*** Opening of Supplied entries ***
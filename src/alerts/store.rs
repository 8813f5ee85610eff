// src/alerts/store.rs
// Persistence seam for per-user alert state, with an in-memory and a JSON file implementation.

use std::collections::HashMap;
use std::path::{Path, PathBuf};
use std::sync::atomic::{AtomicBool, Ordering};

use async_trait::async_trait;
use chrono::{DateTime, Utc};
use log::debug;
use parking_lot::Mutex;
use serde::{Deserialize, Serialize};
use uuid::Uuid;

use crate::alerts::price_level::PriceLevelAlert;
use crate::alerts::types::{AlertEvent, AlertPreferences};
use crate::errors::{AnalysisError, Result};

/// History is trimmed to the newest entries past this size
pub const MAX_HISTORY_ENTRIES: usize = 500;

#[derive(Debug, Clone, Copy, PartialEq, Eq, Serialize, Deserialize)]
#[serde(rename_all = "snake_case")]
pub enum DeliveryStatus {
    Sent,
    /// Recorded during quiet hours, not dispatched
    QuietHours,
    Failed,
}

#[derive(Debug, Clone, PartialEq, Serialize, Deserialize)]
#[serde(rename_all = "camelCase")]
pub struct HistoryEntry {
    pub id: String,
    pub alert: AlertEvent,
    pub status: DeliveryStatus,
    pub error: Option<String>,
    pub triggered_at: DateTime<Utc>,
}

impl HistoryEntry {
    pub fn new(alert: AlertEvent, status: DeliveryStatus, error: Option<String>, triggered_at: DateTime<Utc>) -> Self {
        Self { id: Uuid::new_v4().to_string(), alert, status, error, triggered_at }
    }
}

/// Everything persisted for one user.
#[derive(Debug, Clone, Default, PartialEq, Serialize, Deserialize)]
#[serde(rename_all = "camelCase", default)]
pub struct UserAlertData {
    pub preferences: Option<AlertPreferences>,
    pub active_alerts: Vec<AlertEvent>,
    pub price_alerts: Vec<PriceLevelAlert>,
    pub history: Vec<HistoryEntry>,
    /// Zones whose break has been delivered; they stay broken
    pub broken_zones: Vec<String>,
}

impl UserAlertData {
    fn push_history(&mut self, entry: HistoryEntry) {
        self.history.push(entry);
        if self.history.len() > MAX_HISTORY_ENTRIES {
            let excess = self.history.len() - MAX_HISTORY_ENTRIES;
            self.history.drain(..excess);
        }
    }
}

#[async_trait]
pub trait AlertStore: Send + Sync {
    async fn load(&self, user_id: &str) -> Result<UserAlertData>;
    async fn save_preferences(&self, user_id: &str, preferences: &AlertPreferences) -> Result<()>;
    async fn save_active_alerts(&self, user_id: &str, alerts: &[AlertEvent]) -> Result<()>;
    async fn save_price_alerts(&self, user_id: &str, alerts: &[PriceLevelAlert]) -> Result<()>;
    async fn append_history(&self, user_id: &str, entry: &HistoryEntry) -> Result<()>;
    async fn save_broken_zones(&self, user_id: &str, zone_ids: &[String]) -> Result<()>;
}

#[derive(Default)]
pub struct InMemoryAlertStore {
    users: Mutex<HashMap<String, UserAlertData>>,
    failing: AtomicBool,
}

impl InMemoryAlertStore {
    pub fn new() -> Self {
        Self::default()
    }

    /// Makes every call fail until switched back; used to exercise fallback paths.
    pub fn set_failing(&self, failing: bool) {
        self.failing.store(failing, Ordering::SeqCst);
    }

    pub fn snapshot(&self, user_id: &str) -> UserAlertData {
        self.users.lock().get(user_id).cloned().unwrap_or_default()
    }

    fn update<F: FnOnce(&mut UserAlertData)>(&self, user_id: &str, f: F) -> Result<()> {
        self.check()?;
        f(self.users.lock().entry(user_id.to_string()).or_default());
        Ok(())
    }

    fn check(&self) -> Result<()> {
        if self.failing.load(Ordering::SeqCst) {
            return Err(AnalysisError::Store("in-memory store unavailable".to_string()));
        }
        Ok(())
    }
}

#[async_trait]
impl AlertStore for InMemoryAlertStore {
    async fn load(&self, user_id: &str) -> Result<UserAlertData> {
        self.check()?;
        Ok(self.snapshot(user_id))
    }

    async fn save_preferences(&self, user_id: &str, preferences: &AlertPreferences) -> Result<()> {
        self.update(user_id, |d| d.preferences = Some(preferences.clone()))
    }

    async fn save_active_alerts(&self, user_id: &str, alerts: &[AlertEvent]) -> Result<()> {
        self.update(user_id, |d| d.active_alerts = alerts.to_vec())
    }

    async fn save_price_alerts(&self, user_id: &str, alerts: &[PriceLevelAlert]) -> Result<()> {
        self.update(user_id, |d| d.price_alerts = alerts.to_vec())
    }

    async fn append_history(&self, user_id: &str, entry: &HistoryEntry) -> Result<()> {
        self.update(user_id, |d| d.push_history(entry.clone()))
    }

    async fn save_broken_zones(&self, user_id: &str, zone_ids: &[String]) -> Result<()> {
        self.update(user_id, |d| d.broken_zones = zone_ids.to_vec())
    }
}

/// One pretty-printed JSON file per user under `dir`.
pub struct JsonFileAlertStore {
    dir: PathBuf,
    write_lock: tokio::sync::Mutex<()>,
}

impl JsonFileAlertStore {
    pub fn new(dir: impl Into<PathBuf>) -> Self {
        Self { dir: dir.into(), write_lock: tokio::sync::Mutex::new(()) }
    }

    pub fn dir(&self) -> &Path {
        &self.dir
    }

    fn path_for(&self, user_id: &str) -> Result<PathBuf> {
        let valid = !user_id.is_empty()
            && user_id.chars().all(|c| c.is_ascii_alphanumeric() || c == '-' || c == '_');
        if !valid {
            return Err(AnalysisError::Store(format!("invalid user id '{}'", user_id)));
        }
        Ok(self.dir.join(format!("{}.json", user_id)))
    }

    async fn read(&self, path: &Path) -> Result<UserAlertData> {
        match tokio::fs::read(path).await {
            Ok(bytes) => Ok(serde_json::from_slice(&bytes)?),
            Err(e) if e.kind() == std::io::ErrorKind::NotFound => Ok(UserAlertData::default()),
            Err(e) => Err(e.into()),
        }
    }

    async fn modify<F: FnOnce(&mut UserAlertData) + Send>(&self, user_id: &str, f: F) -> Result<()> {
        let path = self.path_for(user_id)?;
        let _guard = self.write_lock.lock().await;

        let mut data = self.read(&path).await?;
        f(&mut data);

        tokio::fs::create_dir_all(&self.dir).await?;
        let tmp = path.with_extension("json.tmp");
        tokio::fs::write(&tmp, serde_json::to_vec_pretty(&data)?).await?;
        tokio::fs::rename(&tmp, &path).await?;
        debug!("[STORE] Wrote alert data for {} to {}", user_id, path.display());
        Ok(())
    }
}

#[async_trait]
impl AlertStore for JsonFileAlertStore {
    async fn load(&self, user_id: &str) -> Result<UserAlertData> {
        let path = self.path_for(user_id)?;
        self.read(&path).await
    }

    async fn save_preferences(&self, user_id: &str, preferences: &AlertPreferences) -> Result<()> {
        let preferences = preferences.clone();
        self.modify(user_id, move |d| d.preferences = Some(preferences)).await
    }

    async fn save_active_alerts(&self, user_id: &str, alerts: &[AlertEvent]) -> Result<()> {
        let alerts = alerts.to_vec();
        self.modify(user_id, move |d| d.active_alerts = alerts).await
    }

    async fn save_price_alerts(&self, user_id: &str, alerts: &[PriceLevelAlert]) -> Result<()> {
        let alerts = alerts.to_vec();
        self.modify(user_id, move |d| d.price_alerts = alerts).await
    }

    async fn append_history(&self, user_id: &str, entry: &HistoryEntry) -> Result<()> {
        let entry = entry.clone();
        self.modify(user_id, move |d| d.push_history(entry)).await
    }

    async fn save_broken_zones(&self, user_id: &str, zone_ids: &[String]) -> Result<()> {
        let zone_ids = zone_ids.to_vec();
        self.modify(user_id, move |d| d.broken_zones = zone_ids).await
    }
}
*** Close of Supplied entries ***
What you are asked to do
Among the records above, a stretch begins at the line containing "entry: &HistoryEntry) -> Result<()>;" and ends at the line containing "pub fn snapshot(&self, user_id: &str)". Restate that stretch word for word, and nothing else.

Answer section
    async fn append_history(&self, user_id: &str, entry: &HistoryEntry) -> Result<()>;
    async fn save_broken_zones(&self, user_id: &str, zone_ids: &[String]) -> Result<()>;
}

#[derive(Default)]
pub struct InMemoryAlertStore {
    users: Mutex<HashMap<String, UserAlertData>>,
    failing: AtomicBool,
}

impl InMemoryAlertStore {
    pub fn new() -> Self {
        Self::default()
    }

    /// Makes every call fail until switched back; used to exercise fallback paths.
    pub fn set_failing(&self, failing: bool) {
        self.failing.store(failing, Ordering::SeqCst);
    }

    pub fn snapshot(&self, user_id: &str) -> UserAlertData {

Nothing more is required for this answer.